### Data records
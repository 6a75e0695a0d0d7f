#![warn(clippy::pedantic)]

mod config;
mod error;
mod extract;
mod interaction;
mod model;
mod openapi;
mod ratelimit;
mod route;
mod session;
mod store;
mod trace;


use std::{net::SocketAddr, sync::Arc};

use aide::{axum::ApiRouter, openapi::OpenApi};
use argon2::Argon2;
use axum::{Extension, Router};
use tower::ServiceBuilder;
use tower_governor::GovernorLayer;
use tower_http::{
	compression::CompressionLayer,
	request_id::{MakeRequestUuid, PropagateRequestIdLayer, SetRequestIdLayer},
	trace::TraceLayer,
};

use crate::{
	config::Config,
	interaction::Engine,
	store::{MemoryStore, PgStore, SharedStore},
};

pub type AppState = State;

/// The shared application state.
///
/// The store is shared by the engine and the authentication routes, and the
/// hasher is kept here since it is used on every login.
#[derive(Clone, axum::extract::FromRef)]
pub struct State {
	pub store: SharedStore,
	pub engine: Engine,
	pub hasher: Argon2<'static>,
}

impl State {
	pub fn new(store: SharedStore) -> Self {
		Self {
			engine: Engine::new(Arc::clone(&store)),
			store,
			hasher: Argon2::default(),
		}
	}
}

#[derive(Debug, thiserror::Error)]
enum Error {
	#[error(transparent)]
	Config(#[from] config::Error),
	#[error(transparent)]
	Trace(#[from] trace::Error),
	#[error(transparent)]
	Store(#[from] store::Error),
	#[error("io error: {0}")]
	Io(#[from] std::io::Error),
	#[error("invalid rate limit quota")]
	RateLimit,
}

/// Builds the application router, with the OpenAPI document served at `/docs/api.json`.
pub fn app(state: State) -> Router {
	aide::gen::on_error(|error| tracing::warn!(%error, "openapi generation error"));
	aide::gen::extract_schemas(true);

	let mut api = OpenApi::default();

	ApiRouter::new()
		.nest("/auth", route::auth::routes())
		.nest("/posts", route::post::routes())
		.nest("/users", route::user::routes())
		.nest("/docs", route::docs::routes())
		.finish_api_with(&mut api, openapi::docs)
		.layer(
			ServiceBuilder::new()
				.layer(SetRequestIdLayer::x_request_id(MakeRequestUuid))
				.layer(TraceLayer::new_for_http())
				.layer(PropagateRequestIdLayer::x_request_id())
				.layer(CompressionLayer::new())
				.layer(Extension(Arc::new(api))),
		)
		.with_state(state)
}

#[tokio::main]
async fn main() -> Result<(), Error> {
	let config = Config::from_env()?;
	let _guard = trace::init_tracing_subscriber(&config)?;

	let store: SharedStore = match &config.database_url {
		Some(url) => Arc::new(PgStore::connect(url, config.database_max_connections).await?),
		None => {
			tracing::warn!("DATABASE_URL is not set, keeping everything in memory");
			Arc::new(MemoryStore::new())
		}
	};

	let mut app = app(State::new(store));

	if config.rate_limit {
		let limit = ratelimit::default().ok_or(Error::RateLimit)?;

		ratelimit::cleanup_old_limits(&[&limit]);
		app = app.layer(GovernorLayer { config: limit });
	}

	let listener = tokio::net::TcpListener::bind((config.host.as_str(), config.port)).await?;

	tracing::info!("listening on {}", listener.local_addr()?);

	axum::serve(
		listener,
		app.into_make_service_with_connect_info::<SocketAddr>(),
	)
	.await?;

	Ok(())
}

---

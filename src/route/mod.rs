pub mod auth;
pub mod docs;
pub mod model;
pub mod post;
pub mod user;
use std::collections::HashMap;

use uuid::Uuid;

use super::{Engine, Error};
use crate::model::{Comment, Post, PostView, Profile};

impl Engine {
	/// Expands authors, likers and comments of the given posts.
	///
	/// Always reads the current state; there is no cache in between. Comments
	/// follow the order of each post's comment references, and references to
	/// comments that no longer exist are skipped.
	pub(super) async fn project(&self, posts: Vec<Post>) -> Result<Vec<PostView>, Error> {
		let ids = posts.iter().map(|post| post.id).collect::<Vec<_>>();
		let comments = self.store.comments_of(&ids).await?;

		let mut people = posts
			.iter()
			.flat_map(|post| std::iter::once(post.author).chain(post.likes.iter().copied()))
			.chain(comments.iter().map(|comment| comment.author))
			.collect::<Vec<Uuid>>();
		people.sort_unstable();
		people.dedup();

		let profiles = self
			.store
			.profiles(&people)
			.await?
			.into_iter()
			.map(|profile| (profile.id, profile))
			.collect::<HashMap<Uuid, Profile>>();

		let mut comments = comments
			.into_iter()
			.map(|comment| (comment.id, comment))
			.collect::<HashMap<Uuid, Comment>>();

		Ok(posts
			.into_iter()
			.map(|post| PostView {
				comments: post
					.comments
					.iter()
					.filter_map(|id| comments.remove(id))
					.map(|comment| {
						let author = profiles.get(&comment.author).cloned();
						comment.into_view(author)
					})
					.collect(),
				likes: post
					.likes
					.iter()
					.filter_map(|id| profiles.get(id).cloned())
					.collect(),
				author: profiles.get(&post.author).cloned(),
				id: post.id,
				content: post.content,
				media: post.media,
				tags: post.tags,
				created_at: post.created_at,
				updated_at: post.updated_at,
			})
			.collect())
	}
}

==

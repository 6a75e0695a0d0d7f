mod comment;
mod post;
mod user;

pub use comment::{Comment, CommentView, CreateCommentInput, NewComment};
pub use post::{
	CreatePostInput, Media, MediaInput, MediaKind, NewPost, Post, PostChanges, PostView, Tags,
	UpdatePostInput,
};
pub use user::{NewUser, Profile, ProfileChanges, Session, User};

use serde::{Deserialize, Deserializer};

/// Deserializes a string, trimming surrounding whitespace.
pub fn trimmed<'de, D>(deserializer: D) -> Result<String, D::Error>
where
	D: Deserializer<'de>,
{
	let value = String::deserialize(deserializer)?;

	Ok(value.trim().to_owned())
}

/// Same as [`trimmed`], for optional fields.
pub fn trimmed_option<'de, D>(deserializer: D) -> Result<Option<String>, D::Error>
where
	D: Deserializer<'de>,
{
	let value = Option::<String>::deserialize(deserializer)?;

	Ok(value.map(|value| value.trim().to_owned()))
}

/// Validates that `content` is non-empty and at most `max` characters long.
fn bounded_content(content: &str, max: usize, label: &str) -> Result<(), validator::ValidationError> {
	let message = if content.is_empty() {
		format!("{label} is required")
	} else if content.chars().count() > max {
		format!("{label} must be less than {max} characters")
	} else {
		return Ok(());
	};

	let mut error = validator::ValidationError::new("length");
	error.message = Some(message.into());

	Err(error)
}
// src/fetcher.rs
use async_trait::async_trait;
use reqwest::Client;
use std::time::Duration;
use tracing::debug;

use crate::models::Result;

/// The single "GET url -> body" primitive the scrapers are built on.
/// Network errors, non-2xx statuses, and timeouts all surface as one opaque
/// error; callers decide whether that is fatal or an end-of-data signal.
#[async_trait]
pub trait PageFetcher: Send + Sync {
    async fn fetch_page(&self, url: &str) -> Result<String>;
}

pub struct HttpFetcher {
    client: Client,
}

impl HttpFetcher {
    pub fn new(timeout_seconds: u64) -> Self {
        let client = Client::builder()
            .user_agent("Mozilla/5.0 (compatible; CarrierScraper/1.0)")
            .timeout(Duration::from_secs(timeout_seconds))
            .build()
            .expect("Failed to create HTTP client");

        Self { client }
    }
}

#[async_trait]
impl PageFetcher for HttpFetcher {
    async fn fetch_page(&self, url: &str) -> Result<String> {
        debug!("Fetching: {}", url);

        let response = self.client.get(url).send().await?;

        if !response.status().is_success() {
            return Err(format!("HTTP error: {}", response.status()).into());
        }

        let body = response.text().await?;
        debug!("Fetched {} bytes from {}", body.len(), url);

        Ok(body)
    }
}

### Exercise directions
Scan the entries for lines holding the string "PropagateRequestIdLayer", then copy every one of them.

### Answer
	request_id::{MakeRequestUuid, PropagateRequestIdLayer, SetRequestIdLayer},
				.layer(PropagateRequestIdLayer::x_request_id())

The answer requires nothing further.